I met L after meeting the dragon today (the phrase ‘glutton for punishment’, comes to mind) and am feeling pretty bulldozered by it. She seemed to start panicking when I told her I knew I was going downhill again, and said maybe I should see someone else – which is ridiculous as I’ve only got a few more weeks till we break for Christmas, after which I’m going to Nepal – and I didn’t really know what to say to that, apart from feeling pretty cross and upset as I wasn’t quite expecting that reaction. I sort of rely on her to NOT panic and be calm – and it threw me off. It’s the first time I’ve felt angry with her. And then she started going on about church healing rooms and suggesting I think about it – which also confused me as I’m really not one for asking for people I know to pray for me, let alone strangers, and to be honest, it sounded like a last resort – as though I’m in need of a last resort. It’s nothing to do with my faith in God not being strong enough, to find healing in these places – it’s that (as she knows) people have inflicted quite a lot of damage by using prayer to say things they had no right or reason to say, and I don’t trust other people with my faith, especially when I’m vulnerable. Not at the moment. And what I needed was for someone who has heard my reasons for fearing medication, to encourage me and tell me that I’ve done right in making these appointments and gearing myself up to try them again. I didn’t need that decision glossing over and marginalising. Her suggestion was so completely out of my range that it makes me wonder if she’s been listening at all, these last few months. Feeling like a lost cause, is never a good thing.

And yes, it’s just this latest drop that making me feel as though the rest of my life is going to characterised by many more troughs than peaks, and yes, it’s just this depression that makes me feel so relentlessly unable to fathom how I’ll manage that – but it’s how I feel, today. It’s how I was feeling after seeing the dragon and being up since 6am after a sleepless night. It’s how I was feeling after finding church on Sunday more painful than its been for such a long time. It’s how I was feeling, as I realised how much I’m playing for at the moment.

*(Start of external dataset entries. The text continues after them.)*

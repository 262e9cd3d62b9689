//! Truncated series form of the Hardy-Littlewood prediction.
//!
//!   r(N) ~ 2 C2 S(N) N / ln^2 N * prod_{k=1..order} (1 + a_k / ln^k N)
//!
//! The corrections compound multiplicatively onto the leading term. No
//! convergence check is made; the expansion is simply cut at `order`.

use crate::error::{ensure_goldbach_domain, GoldbachError, Result};
use crate::singular::singular_series;
use crate::TWIN_PRIME_CONSTANT;

/// Correction coefficients a_1 .. a_4.
pub const SERIES_COEFFICIENTS: [f64; 4] = [2.0, 2.0, 4.0 / 3.0, 2.0 / 3.0];

pub const DEFAULT_SERIES_ORDER: usize = 4;

/// Series prediction of G(N) with `order` corrections (0 = leading term).
pub fn hardy_littlewood_series(n: u64, order: usize) -> Result<f64> {
    ensure_goldbach_domain(n)?;
    if order > SERIES_COEFFICIENTS.len() {
        return Err(GoldbachError::InvalidArgument(format!(
            "series order must be in 0..={}, got {order}",
            SERIES_COEFFICIENTS.len()
        )));
    }

    let log_n = (n as f64).ln();
    let s = singular_series(n)?;
    let leading = 2.0 * TWIN_PRIME_CONSTANT * s * n as f64 / (log_n * log_n);

    Ok(SERIES_COEFFICIENTS
        .iter()
        .take(order)
        .zip(1..)
        .fold(leading, |acc, (&a, k)| acc * (1.0 + a / log_n.powi(k))))
}
/// Lists sales, newest first, optionally restricted to one business-local date.
pub async fn list_sales<C>(
    db: &C,
    calendar: &BusinessCalendar,
    date: Option<NaiveDate>,
) -> Result<Vec<SaleDetails>>
where
    C: ConnectionTrait,
{
    let mut query = Sale::find();
    if let Some(date) = date {
        let (start, end) = calendar.day_bounds(date);
        query = query
            .filter(sale::Column::Date.gte(start))
            .filter(sale::Column::Date.lt(end));
    }

    let sales = query
        .order_by_desc(sale::Column::Date)
        .order_by_desc(sale::Column::Id)
        .all(db)
        .await?;
    let item_rows = sales.load_many(SaleItem, db).await?;

    Ok(sales
        .into_iter()
        .zip(item_rows)
        .map(|(sale, rows)| SaleDetails {
            sale,
            items: to_line_items(rows),
        })
        .collect())
}

/// The `limit` most recent sales, without items.
pub async fn recent_sales<C>(db: &C, limit: u64) -> Result<Vec<sale::Model>>
where
    C: ConnectionTrait,
{
    Sale::find()
        .order_by_desc(sale::Column::Date)
        .order_by_desc(sale::Column::Id)
        .limit(limit)
        .all(db)
        .await
        .map_err(Into::into)
}

/// Number of sales and their summed totals.
pub async fn sales_totals<C>(db: &C) -> Result<SalesTotals>
where
    C: ConnectionTrait,
{
    let sales_count = Sale::find().count(db).await?;
    let total_income: Option<f64> = Sale::find()
        .select_only()
        .column_as(sale::Column::TotalPrice.sum(), "total_income")
        .into_tuple::<Option<f64>>()
        .one(db)
        .await?
        .flatten();

    Ok(SalesTotals {
        sales_count,
        total_income: total_income.unwrap_or(0.0),
    })
}

#[cfg(test)]
mod tests {
    #![allow(clippy::unwrap_used)]
    #![allow(clippy::float_cmp)]
    use super::*;
    use crate::test_utils::*;
    use chrono::TimeZone;
    use sea_orm::{DatabaseBackend, MockDatabase};

    fn at(day: u32, hour: u32) -> DateTime<Utc> {
        Utc.with_ymd_and_hms(2024, 1, day, hour, 0, 0).unwrap()
    }

    #[tokio::test]
    async fn test_create_rejects_bad_input_before_storage() -> Result<()> {
        let db = MockDatabase::new(DatabaseBackend::Sqlite).into_connection();
        let calendar = test_calendar();

        let result = create_sale(&db, &calendar, sale_input(at(15, 3), vec![LineItem::new("A", -1)])).await;
        assert!(matches!(result.unwrap_err(), Error::Validation { .. }));

        let mut nameless = sale_input(at(15, 3), vec![LineItem::new("A", 1)]);
        nameless.username = String::new();
        let result = create_sale(&db, &calendar, nameless).await;
        assert!(matches!(result.unwrap_err(), Error::Validation { .. }));

        Ok(())
    }

    #[tokio::test]
    async fn test_create_decrements_each_item() -> Result<()> {
        let db = setup_test_db().await?;
        let calendar = test_calendar();
        create_test_drug(&db, "Paracetamol", 10).await?;
        create_test_drug(&db, "Amoxicillin", 5).await?;

        let created = create_sale(
            &db,
            &calendar,
            sale_input(
                at(15, 3),
                vec![LineItem::new("Paracetamol", 4), LineItem::new("Amoxicillin", 5)],
            ),
        )
        .await?;

        assert_eq!(created.sale.invoice, "INV-S-20240115-01");
        assert_eq!(created.sale.total_price, 13_500.0);
        assert_eq!(stock_of(&db, "Paracetamol").await?, 6);
        assert_eq!(stock_of(&db, "Amoxicillin").await?, 0);

        let stored = get_sale(&db, created.sale.id).await?;
        assert_eq!(stored.items, created.items);

        Ok(())
    }

    #[tokio::test]
    async fn test_insufficient_stock_leaves_everything_unchanged() -> Result<()> {
        let db = setup_test_db().await?;
        let calendar = test_calendar();
        create_test_drug(&db, "Paracetamol", 10).await?;
        create_test_drug(&db, "Amoxicillin", 2).await?;

        let result = create_sale(
            &db,
            &calendar,
            sale_input(
                at(15, 3),
                vec![LineItem::new("Paracetamol", 4), LineItem::new("Amoxicillin", 3)],
            ),
        )
        .await;

        assert!(matches!(
            result.unwrap_err(),
            Error::InsufficientStock { drug, available: 2, requested: 3 } if drug == "Amoxicillin"
        ));
        assert_eq!(stock_of(&db, "Paracetamol").await?, 10);
        assert_eq!(stock_of(&db, "Amoxicillin").await?, 2);
        assert!(recent_sales(&db, 10).await?.is_empty());

        Ok(())
    }

    #[tokio::test]
    async fn test_duplicate_names_are_checked_against_their_sum() -> Result<()> {
        let db = setup_test_db().await?;
        let calendar = test_calendar();
        create_test_drug(&db, "Paracetamol", 5).await?;

        let result = create_sale(
            &db,
            &calendar,
            sale_input(
                at(15, 3),
                vec![LineItem::new("Paracetamol", 3), LineItem::new("Paracetamol", 3)],
            ),
        )
        .await;
        assert!(matches!(
            result.unwrap_err(),
            Error::InsufficientStock { requested: 6, .. }
        ));
        assert_eq!(stock_of(&db, "Paracetamol").await?, 5);

        Ok(())
    }

    #[tokio::test]
    async fn test_update_replaces_items_with_net_delta() -> Result<()> {
        let db = setup_test_db().await?;
        let calendar = test_calendar();
        create_test_drug(&db, "A", 10).await?;
        create_test_drug(&db, "B", 10).await?;

        let created = create_sale(&db, &calendar, sale_input(at(15, 3), vec![LineItem::new("A", 5)])).await?;
        assert_eq!(stock_of(&db, "A").await?, 5);

        let changes = SaleChanges {
            items: Some(vec![LineItem::new("A", 3), LineItem::new("B", 2)]),
            ..Default::default()
        };
        let updated = update_sale(&db, created.sale.id, changes).await?;

        // A gets 2 back, B loses 2
        assert_eq!(stock_of(&db, "A").await?, 7);
        assert_eq!(stock_of(&db, "B").await?, 8);
        assert_eq!(updated.sale.total_price, 7500.0);
        assert_eq!(updated.sale.invoice, created.sale.invoice);

        Ok(())
    }

    #[tokio::test]
    async fn test_update_does_not_recheck_stock() -> Result<()> {
        let db = setup_test_db().await?;
        let calendar = test_calendar();
        create_test_drug(&db, "A", 2).await?;

        let created = create_sale(&db, &calendar, sale_input(at(15, 3), vec![LineItem::new("A", 2)])).await?;
        let changes = SaleChanges {
            items: Some(vec![LineItem::new("A", 5)]),
            ..Default::default()
        };
        update_sale(&db, created.sale.id, changes).await?;
        assert_eq!(stock_of(&db, "A").await?, -3);

        Ok(())
    }

    #[tokio::test]
    async fn test_update_metadata_keeps_items_and_total() -> Result<()> {
        let db = setup_test_db().await?;
        let calendar = test_calendar();
        create_test_drug(&db, "A", 10).await?;

        let created = create_sale(&db, &calendar, sale_input(at(15, 3), vec![LineItem::new("A", 2)])).await?;
        let changes = SaleChanges {
            username: Some("night-shift".to_string()),
            ..Default::default()
        };
        let updated = update_sale(&db, created.sale.id, changes).await?;

        assert_eq!(updated.sale.username, "night-shift");
        assert_eq!(updated.sale.total_price, created.sale.total_price);
        assert_eq!(updated.items, created.items);
        assert_eq!(stock_of(&db, "A").await?, 8);

        Ok(())
    }

    #[tokio::test]
    async fn test_delete_restores_stock() -> Result<()> {
        let db = setup_test_db().await?;
        let calendar = test_calendar();
        create_test_drug(&db, "A", 10).await?;

        let created = create_sale(
            &db,
            &calendar,
            sale_input(at(15, 3), vec![LineItem::new("A", 2), LineItem::new("A", 3)]),
        )
        .await?;
        assert_eq!(stock_of(&db, "A").await?, 5);

        let reversal = delete_sale(&db, created.sale.id).await?;
        assert_eq!(reversal.stock_changes.len(), 1);
        assert_eq!(reversal.stock_changes[0].delta, 5);
        assert_eq!(stock_of(&db, "A").await?, 10);

        assert!(matches!(
            delete_sale(&db, created.sale.id).await.unwrap_err(),
            Error::SaleNotFound { .. }
        ));
        assert!(matches!(
            update_sale(&db, created.sale.id, SaleChanges::default()).await.unwrap_err(),
            Error::SaleNotFound { .. }
        ));

        Ok(())
    }

    #[tokio::test]
    async fn test_competing_sales_never_oversell() -> Result<()> {
        // The in-memory pool has one connection, so these transactions run one
        // after the other and the loser stops at the stock check. A withdrawal
        // racing past a stale check is covered by
        // `ledger::tests::test_withdraw_rejects_a_stale_stock_check`.
        let db = setup_test_db().await?;
        let calendar = test_calendar();
        create_test_drug(&db, "Paracetamol", 10).await?;

        let (first, second) = tokio::join!(
            create_sale(&db, &calendar, sale_input(at(15, 3), vec![LineItem::new("Paracetamol", 6)])),
            create_sale(&db, &calendar, sale_input(at(15, 3), vec![LineItem::new("Paracetamol", 6)])),
        );
        let results = [first, second];
        let successes = results.iter().filter(|r| r.is_ok()).count();
        let shortages = results
            .iter()
            .filter(|r| matches!(r, Err(Error::InsufficientStock { .. })))
            .count();
        assert_eq!(successes, 1);
        assert_eq!(shortages, 1);
        assert_eq!(stock_of(&db, "Paracetamol").await?, 4);

        let (first, second) = tokio::join!(
            create_sale(&db, &calendar, sale_input(at(15, 3), vec![LineItem::new("Paracetamol", 2)])),
            create_sale(&db, &calendar, sale_input(at(15, 3), vec![LineItem::new("Paracetamol", 2)])),
        );
        let first = first?;
        let second = second?;
        assert_ne!(first.sale.invoice, second.sale.invoice);
        assert_eq!(stock_of(&db, "Paracetamol").await?, 0);

        Ok(())
    }

    #[tokio::test]
    async fn test_listing_and_totals() -> Result<()> {
        let db = setup_test_db().await?;
        let calendar = test_calendar();
        create_test_drug(&db, "A", 100).await?;

        for day in [15, 15, 16] {
            create_sale(&db, &calendar, sale_input(at(day, 3), vec![LineItem::new("A", 1)])).await?;
        }

        let all = list_sales(&db, &calendar, None).await?;
        assert_eq!(all.len(), 3);
        assert_eq!(all[0].sale.invoice, "INV-S-20240116-01");
        assert_eq!(all[0].items, vec![LineItem::new("A", 1)]);

        let on_15th = list_sales(&db, &calendar, NaiveDate::from_ymd_opt(2024, 1, 15)).await?;
        assert_eq!(on_15th.len(), 2);
        assert_eq!(on_15th[0].sale.invoice, "INV-S-20240115-02");

        let totals = sales_totals(&db).await?;
        assert_eq!(
            totals,
            SalesTotals {
                sales_count: 3,
                total_income: 4500.0,
            }
        );

        Ok(())
    }
}
//! Invoice sequencer - per-day, per-kind invoice numbers.
//!
//! Invoices look like `INV-P-20240115-07`: kind prefix, business-local date and a
//! sequence that restarts at 1 each day. The next number is derived from the
//! highest sequence among invoices already carrying that kind and local date.
//!
//! Claiming a number for a new record happens inside the transaction that inserts
//! the record. The unique index on `invoice` rejects a concurrent duplicate, and
//! [`with_invoice_retry`] reruns the whole unit of work with a fresh number.

use crate::{
    core::calendar::BusinessCalendar,
    entities::{Purchase, Sale, purchase, sale},
    errors::{Error, Result},
};
use chrono::{DateTime, NaiveDate, Utc};
use sea_orm::{QuerySelect, prelude::*};
use serde::Serialize;
use std::future::Future;
use tracing::warn;

/// Attempts made for a unit of work whose invoice number was auto-assigned.
pub const MAX_INVOICE_ATTEMPTS: usize = 3;

/// Which transaction table an invoice belongs to.
#[derive(Debug, Clone, Copy, PartialEq, Eq, Serialize)]
pub enum InvoiceKind {
    /// Stock-in, prefix `P`
    Purchase,
    /// Stock-out, prefix `S`
    Sale,
}

impl InvoiceKind {
    /// Single-letter prefix used in the invoice string.
    #[must_use]
    pub const fn prefix(self) -> char {
        match self {
            Self::Purchase => 'P',
            Self::Sale => 'S',
        }
    }
}

/// Preview of the next invoice for a day.
#[derive(Debug, Clone, PartialEq, Eq, Serialize)]
pub struct NextInvoice {
    /// Highest invoice already issued that day, if any
    pub last: Option<String>,
    /// Invoice the next record will receive
    pub next: String,
}

/// Formats `INV-{P|S}-{yyyyMMdd}-{sequence:02}`.
#[must_use]
pub fn format_invoice(kind: InvoiceKind, date: NaiveDate, sequence: u32) -> String {
    format!("{}{sequence:02}", day_prefix(kind, date))
}

/// Reads the trailing numeric suffix of an invoice. Anything unparseable counts as 0.
#[must_use]
pub fn parse_sequence(invoice: &str) -> u32 {
    invoice
        .rsplit('-')
        .next()
        .and_then(|suffix| suffix.trim().parse().ok())
        .unwrap_or(0)
}

/// `INV-{P|S}-{yyyyMMdd}-`, shared by every invoice issued for that kind and day.
fn day_prefix(kind: InvoiceKind, date: NaiveDate) -> String {
    format!("INV-{}-{}-", kind.prefix(), date.format("%Y%m%d"))
}

async fn invoices_on_day<C>(conn: &C, kind: InvoiceKind, date: NaiveDate) -> Result<Vec<String>>
where
    C: ConnectionTrait,
{
    // Matched on the invoice itself: a record whose date was edited keeps its
    // invoice, and that number stays taken for the day it names.
    let prefix = day_prefix(kind, date);
    let invoices = match kind {
        InvoiceKind::Purchase => {
            Purchase::find()
                .select_only()
                .column(purchase::Column::Invoice)
                .filter(purchase::Column::Invoice.starts_with(prefix.as_str()))
                .into_tuple::<String>()
                .all(conn)
                .await?
        }
        InvoiceKind::Sale => {
            Sale::find()
                .select_only()
                .column(sale::Column::Invoice)
                .filter(sale::Column::Invoice.starts_with(prefix.as_str()))
                .into_tuple::<String>()
                .all(conn)
                .await?
        }
    };
    Ok(invoices)
}

/// Computes the next invoice for the local day containing `at`.
///
/// The last invoice is the one with the highest parsed sequence, so numbering
/// keeps counting correctly past 99 where a plain string sort would not.
pub async fn next_invoice<C>(
    conn: &C,
    calendar: &BusinessCalendar,
    kind: InvoiceKind,
    at: DateTime<Utc>,
) -> Result<NextInvoice>
where
    C: ConnectionTrait,
{
    let date = calendar.local_date(at);
    let last = invoices_on_day(conn, kind, date)
        .await?
        .into_iter()
        .max_by(|a, b| {
            parse_sequence(a)
                .cmp(&parse_sequence(b))
                .then_with(|| a.cmp(b))
        });

    let sequence = last.as_deref().map_or(0, parse_sequence).saturating_add(1);
    Ok(NextInvoice {
        next: format_invoice(kind, date, sequence),
        last,
    })
}

/// Runs `operation`, retrying when an auto-assigned invoice collided with a
/// concurrent writer. Explicit invoices are never retried.
pub(crate) async fn with_invoice_retry<T, F, Fut>(auto_assigned: bool, mut operation: F) -> Result<T>
where
    F: FnMut() -> Fut,
    Fut: Future<Output = Result<T>>,
{
    let mut attempt = 1;
    loop {
        match operation().await {
            Err(Error::UniqueConstraintViolation { message })
                if auto_assigned && attempt < MAX_INVOICE_ATTEMPTS =>
            {
                warn!(attempt, %message, "invoice number collided, retrying");
                attempt += 1;
            }
            result => return result,
        }
    }
}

I know, that mulling over things isn’t going to help and that there is no gain in regretting past decisions or thinking over mistakes I made – but if I can’t rock up at counselling after a crap week with a pretty big realisation, and cry and say that I don’t know where to go from here, and how I’ll get through another period as black as last year if it comes my way, where can I say that? I have acted to sort this out as quickly as possible, but that doesn’t mean that my mood hasn’t plummeted, and it doesn’t mean that I’m not devastated at the moment by this latest change.

I’m not sure what I’ll do next week. Part of me doesn’t want to see L again. Part of knows that I probably need someone keeping an eye one me. It’s hard, sometimes.

Thanks to all who’ve been thinking and praying for me. It helps.